Polypodium Leucotomos Fern Fact Sheet

About Polypodium Leucotomos Fern

Polypodium leucotomos, the common names for which is calaguala or anapsos, is a fern from Central America with underground rhizomes that are used for medicine to prevent certain skin conditions such as sunburn, eczema, atopic dermatitis, psoriasis, vitiligo and skin cancer. It is also used to balance the immune system response, and researchers believe it has anti-inflammatory and antioxidant effects, including preventing damage caused by excessive sun exposure.

Polypodium leucotomos fern disease prevention and health effects include:

  • Skin cancer prevention
  • Vitiligo treatment

Polypodium Leucotomos and Aging

Cancer is responsible for approximately 13% of all annual deaths worldwide, and is characterized by uncontrolled abnormal cell growth from malignant tumors which metastasize and spread to bodily areas beyond the point of origin. Common cancers such as stomach, lung, colon, breast and liver are caused by the five leading behavioral and dietary risks of excess body weight, low fruit and vegetable intake, lack of exercise, smoking and alcohol use. Scientists have studied the impact of Polypodium leucotomos on UV radiated skin, and it slows free radical formation normally seen with sun exposure and prevents DNA damage. Polypodium leucotomos fern is available in many skin protection supplement products due to its specialization as a UV protectant.

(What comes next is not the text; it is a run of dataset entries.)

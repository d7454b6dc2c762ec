//! File-backed chain provider for offline runs

use super::{ChainProvider, ProviderError};
use crate::chain::{Chain, HistoricalBaseline};
use async_trait::async_trait;
use serde::de::DeserializeOwned;
use std::path::{Path, PathBuf};
use tracing::debug;

/// Reads `<dir>/<TICKER>.chain.json` and `<dir>/<TICKER>.baseline.json`
pub struct FileChainProvider {
    dir: PathBuf,
}

impl FileChainProvider {
    pub fn new(dir: impl Into<PathBuf>) -> Self {
        Self { dir: dir.into() }
    }

    pub fn dir(&self) -> &Path {
        &self.dir
    }

    /// Tickers with a chain file in the directory, sorted
    pub async fn available_tickers(&self) -> Result<Vec<String>, ProviderError> {
        let mut entries = tokio::fs::read_dir(&self.dir)
            .await
            .map_err(|e| ProviderError::Transient(e.to_string()))?;
        let mut tickers = vec![];
        while let Some(entry) = entries
            .next_entry()
            .await
            .map_err(|e| ProviderError::Transient(e.to_string()))?
        {
            let name = entry.file_name().to_string_lossy().into_owned();
            if let Some(ticker) = name.strip_suffix(".chain.json") {
                tickers.push(ticker.to_ascii_uppercase());
            }
        }
        tickers.sort();
        Ok(tickers)
    }

    async fn read_json<T: DeserializeOwned>(&self, path: &Path) -> Result<Option<T>, ProviderError> {
        let bytes = match tokio::fs::read(path).await {
            Ok(bytes) => bytes,
            Err(e) if e.kind() == std::io::ErrorKind::NotFound => return Ok(None),
            Err(e) => return Err(ProviderError::Transient(e.to_string())),
        };
        serde_json::from_slice(&bytes)
            .map(Some)
            .map_err(|e| ProviderError::Malformed(format!("{}: {}", path.display(), e)))
    }
}

#[async_trait]
impl ChainProvider for FileChainProvider {
    async fn get_options_chain(&self, ticker: &str) -> Result<Chain, ProviderError> {
        let path = self
            .dir
            .join(format!("{}.chain.json", ticker.to_ascii_uppercase()));
        debug!(path = %path.display(), "Reading chain snapshot");
        self.read_json(&path).await?.ok_or(ProviderError::NotAvailable)
    }

    async fn get_historical_baseline(
        &self,
        ticker: &str,
    ) -> Result<Option<HistoricalBaseline>, ProviderError> {
        let path = self
            .dir
            .join(format!("{}.baseline.json", ticker.to_ascii_uppercase()));
        self.read_json(&path).await
    }
}
//! CLI interface for unusual-flow
//!
//! Provides subcommands for:
//! - `scan`: Scan tickers for unusual options activity
//! - `sweep`: Deactivate expired or stale stored signals
//! - `status`: Show stored signal state
//! - `config`: Show the effective configuration

mod output;
mod scan;
mod status;
mod sweep;

pub use output::OutputFormat;
pub use scan::ScanArgs;
pub use status::StatusArgs;
pub use sweep::SweepArgs;

use clap::{Parser, Subcommand};
use std::path::PathBuf;

#[derive(Parser, Debug)]
#[command(name = "unusual-flow")]
#[command(about = "Unusual options activity scanner")]
#[command(version)]
pub struct Cli {
    #[command(subcommand)]
    pub command: Commands,

    /// Path to configuration file (defaults to ./config.toml when present)
    #[arg(short, long)]
    pub config: Option<PathBuf>,
}

#[derive(Subcommand, Debug)]
pub enum Commands {
    /// Scan tickers and record signals
    Scan(ScanArgs),
    /// Deactivate expired or stale signals
    Sweep(SweepArgs),
    /// Show stored signals
    Status(StatusArgs),
    /// Show configuration
    Config,
}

Vitiligo is a skin condition that causes pigment loss and white patches in various sizes and locations on the body. Approximately 1 in 200 of the world population develops vitiligo. The disfiguring appearance may cause the affected individual to experience psychological distress, particularly when the face and the hands are involved. Polypodium leucotomos fern has been used successfully as a remedy for vitiligo in Europe for more than a decade. The skin depigmentation is thought to be caused by an immune system response, and the fern extract can help to balance and regulate the immune system. Supplementing with the fern for as little as a month has resulted in skin repigmentation (2 and 4).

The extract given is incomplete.